Andrea cuenta que cuando se difundió el formulario de Otras tenía el celular roto, por eso no se enteró de la convocatoria y no pudo acceder a ningún beneficio. La ayuda que recibe del Estado es a través de la tarjeta del Mides, aunque casi todo el saldo se le va en pañales, cuenta. Además, está en contacto con Núñez, que hace unos días le proporcionó una canasta. Otra de las fuentes de ayuda que recibe es a través de una organización trans a la que pertenece su hermana, que también es trabajadora sexual.

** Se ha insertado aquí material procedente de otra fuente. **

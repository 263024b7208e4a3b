//! Administrative handlers
//!
//! Every operation consults the capability table before touching the store.
//! Contact requests are view and delete only; the add and edit routes exist
//! and always answer with a permission error.

use axum::{
    extract::{Path, Query, State},
    http::StatusCode,
    Json,
};
use chrono::{DateTime, Utc};
use serde::{Deserialize, Serialize};
use validator::Validate;

use crate::handlers::articles::ArticleResponse;
use crate::AppState;
use minipress_common::{
    admin::{require, AdminAction, AdminEntity},
    db::{
        models::ContactRequest, ArticleFilter, ContactRequestFilter, NewArticle, Repository,
        UpdateArticle,
    },
    errors::{AppError, Result},
    validation::collect_field_errors,
};

fn default_true() -> bool {
    true
}

fn default_limit() -> u64 {
    50
}

/// Request to create an article
#[derive(Debug, Deserialize, Validate)]
pub struct CreateArticleRequest {
    #[validate(length(min = 1, max = 255, message = "Title must be between 1 and 255 characters"))]
    pub title: String,

    /// Explicit slug; derived from the title when absent
    pub slug: Option<String>,

    #[serde(default)]
    pub content: String,

    pub author_id: i64,

    #[serde(default = "default_true")]
    pub is_online: bool,
}

/// Request to update an article; slug and publication datetime are immutable
#[derive(Debug, Default, Deserialize)]
pub struct UpdateArticleRequest {
    pub title: Option<String>,
    pub content: Option<String>,
    pub is_online: Option<bool>,
}

#[derive(Debug, Deserialize)]
pub struct ArticleListParams {
    /// Title substring filter
    pub title: Option<String>,
    /// Author username filter
    pub author: Option<String>,
    /// Online-status filter
    pub online: Option<bool>,
    #[serde(default)]
    pub offset: u64,
    #[serde(default = "default_limit")]
    pub limit: u64,
}

#[derive(Debug, Deserialize)]
pub struct ContactRequestListParams {
    /// Exact email filter
    pub email: Option<String>,
    /// Name substring filter
    pub name: Option<String>,
    /// Lower bound on submission date
    pub since: Option<DateTime<Utc>>,
    /// Upper bound on submission date
    pub until: Option<DateTime<Utc>>,
    #[serde(default)]
    pub offset: u64,
    #[serde(default = "default_limit")]
    pub limit: u64,
}

#[derive(Serialize)]
pub struct ListResponse<T> {
    pub items: Vec<T>,
    pub total: u64,
    pub offset: u64,
    pub limit: u64,
}

#[derive(Serialize)]
pub struct ContactRequestResponse {
    pub id: i64,
    pub email: String,
    pub name: String,
    pub content: String,
    pub date: String,
}

impl From<ContactRequest> for ContactRequestResponse {
    fn from(request: ContactRequest) -> Self {
        Self {
            id: request.id,
            email: request.email,
            name: request.name,
            content: request.content,
            date: request.date.to_rfc3339(),
        }
    }
}

// ============================================================================
// Articles
// ============================================================================

/// List articles with optional title/author/online filters
pub async fn list_articles(
    State(state): State<AppState>,
    Query(params): Query<ArticleListParams>,
) -> Result<Json<ListResponse<ArticleResponse>>> {
    require(AdminEntity::Articles, AdminAction::View)?;

    let repo = Repository::new(state.db.clone());

    let filter = ArticleFilter {
        title_contains: params.title,
        author_username: params.author,
        is_online: params.online,
    };

    let (articles, total) = repo.list_articles(filter, params.offset, params.limit).await?;

    Ok(Json(ListResponse {
        items: articles.into_iter().map(Into::into).collect(),
        total,
        offset: params.offset,
        limit: params.limit,
    }))
}

/// Create an article
pub async fn create_article(
    State(state): State<AppState>,
    Json(request): Json<CreateArticleRequest>,
) -> Result<(StatusCode, Json<ArticleResponse>)> {
    require(AdminEntity::Articles, AdminAction::Add)?;

    request.validate().map_err(|e| AppError::FieldValidation {
        errors: collect_field_errors(&e),
    })?;

    let repo = Repository::new(state.db.clone());

    let article = repo
        .create_article(NewArticle {
            title: request.title,
            slug: request.slug,
            content: request.content,
            author_id: request.author_id,
            is_online: request.is_online,
        })
        .await?;

    tracing::info!(article_id = article.id, slug = %article.slug, "Article created");

    Ok((StatusCode::CREATED, Json(article.into())))
}

/// Get an article by id, regardless of visibility
pub async fn get_article(
    State(state): State<AppState>,
    Path(id): Path<i64>,
) -> Result<Json<ArticleResponse>> {
    require(AdminEntity::Articles, AdminAction::View)?;

    let repo = Repository::new(state.db.clone());

    let article = repo
        .find_article_by_id(id)
        .await?
        .ok_or_else(|| AppError::ArticleNotFound { id: id.to_string() })?;

    Ok(Json(article.into()))
}

/// Update an article's mutable fields
pub async fn update_article(
    State(state): State<AppState>,
    Path(id): Path<i64>,
    Json(request): Json<UpdateArticleRequest>,
) -> Result<Json<ArticleResponse>> {
    require(AdminEntity::Articles, AdminAction::Edit)?;

    let repo = Repository::new(state.db.clone());

    let article = repo
        .update_article(
            id,
            UpdateArticle {
                title: request.title,
                content: request.content,
                is_online: request.is_online,
            },
        )
        .await?;

    tracing::info!(article_id = article.id, "Article updated");

    Ok(Json(article.into()))
}

/// Delete an article
pub async fn delete_article(
    State(state): State<AppState>,
    Path(id): Path<i64>,
) -> Result<StatusCode> {
    require(AdminEntity::Articles, AdminAction::Delete)?;

    let repo = Repository::new(state.db.clone());

    if !repo.delete_article(id).await? {
        return Err(AppError::ArticleNotFound { id: id.to_string() });
    }

    tracing::info!(article_id = id, "Article deleted");

    Ok(StatusCode::NO_CONTENT)
}

// ============================================================================
// Contact Requests
// ============================================================================

/// List contact requests with optional email/name/date filters
pub async fn list_contact_requests(
    State(state): State<AppState>,
    Query(params): Query<ContactRequestListParams>,
) -> Result<Json<ListResponse<ContactRequestResponse>>> {
    require(AdminEntity::ContactRequests, AdminAction::View)?;

    let repo = Repository::new(state.db.clone());

    let filter = ContactRequestFilter {
        email: params.email,
        name_contains: params.name,
        since: params.since,
        until: params.until,
    };

    let (requests, total) = repo
        .list_contact_requests(filter, params.offset, params.limit)
        .await?;

    Ok(Json(ListResponse {
        items: requests.into_iter().map(Into::into).collect(),
        total,
        offset: params.offset,
        limit: params.limit,
    }))
}

/// Get a contact request by id
pub async fn get_contact_request(
    State(state): State<AppState>,
    Path(id): Path<i64>,
) -> Result<Json<ContactRequestResponse>> {
    require(AdminEntity::ContactRequests, AdminAction::View)?;

    let repo = Repository::new(state.db.clone());

    let request = repo
        .find_contact_request_by_id(id)
        .await?
        .ok_or_else(|| AppError::ContactRequestNotFound { id: id.to_string() })?;

    Ok(Json(request.into()))
}

/// Creating contact requests through the admin surface is always rejected;
/// they only come in through the public intake path.
pub async fn create_contact_request() -> Result<StatusCode> {
    require(AdminEntity::ContactRequests, AdminAction::Add)?;
    unreachable!("capability table forbids adding contact requests")
}

/// Editing contact requests is always rejected; entries are read-only.
pub async fn update_contact_request(Path(_id): Path<i64>) -> Result<StatusCode> {
    require(AdminEntity::ContactRequests, AdminAction::Edit)?;
    unreachable!("capability table forbids editing contact requests")
}

/// Delete a contact request
pub async fn delete_contact_request(
    State(state): State<AppState>,
    Path(id): Path<i64>,
) -> Result<StatusCode> {
    require(AdminEntity::ContactRequests, AdminAction::Delete)?;

    let repo = Repository::new(state.db.clone());

    if !repo.delete_contact_request(id).await? {
        return Err(AppError::ContactRequestNotFound { id: id.to_string() });
    }

    tracing::info!(contact_request_id = id, "Contact request deleted");

    Ok(StatusCode::NO_CONTENT)
}

#[cfg(test)]
mod tests {
    use super::*;

    #[tokio::test]
    async fn test_admin_create_contact_request_is_forbidden() {
        let err = create_contact_request().await.unwrap_err();
        assert_eq!(err.status_code(), StatusCode::FORBIDDEN);
    }

    #[tokio::test]
    async fn test_admin_update_contact_request_is_forbidden() {
        let err = update_contact_request(Path(1)).await.unwrap_err();
        assert_eq!(err.status_code(), StatusCode::FORBIDDEN);
    }

    #[test]
    fn test_create_article_request_title_bounds() {
        let request = CreateArticleRequest {
            title: String::new(),
            slug: None,
            content: String::new(),
            author_id: 1,
            is_online: true,
        };
        assert!(request.validate().is_err());

        let request = CreateArticleRequest {
            title: "Test Article".to_string(),
            slug: None,
            content: "Body".to_string(),
            author_id: 1,
            is_online: true,
        };
        assert!(request.validate().is_ok());
    }
}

A pesar de todo, Andrea reconoce que el Mides “tiene muchísima gente para atender”, y es consciente de que su situación se repite en todo el país. Pero no hay palabras de agradecimiento que disimulen la incertidumbre de su voz.

en alerta

Informe anual de Estados Unidos advierte sobre trata en Uruguay

El aumento del desempleo y el cierre de los lugares habilitados para ejercer el trabajo sexual son tierra fértil para la explotación. A principios de abril, un comunicado de la ONU advertía que las víctimas de explotación o tráfico de personas “corren un gran riesgo frente al coronavirus porque viven o trabajan en entornos que podrían exponerlos sin que cuenten con la protección necesaria”. Por otro lado, el informe sobre trata de personas que elabora Estados Unidos año a año, colocó a Uruguay en “nivel 2” a fines del año pasado. Esto quiere decir que el gobierno “no cumplió totalmente con las normas mínimas para la eliminación de la trata de personas, pero está tomando importantes medidas para lograrlo”. Sin embargo, advierten que “los intentos de enjuiciar y condenar a presuntos tratantes fueron insuficientes”, que no se condenó a ningún tratante por segundo año consecutivo, y que el gobierno “solo ha condenado a cinco tratantes en los últimos seis años".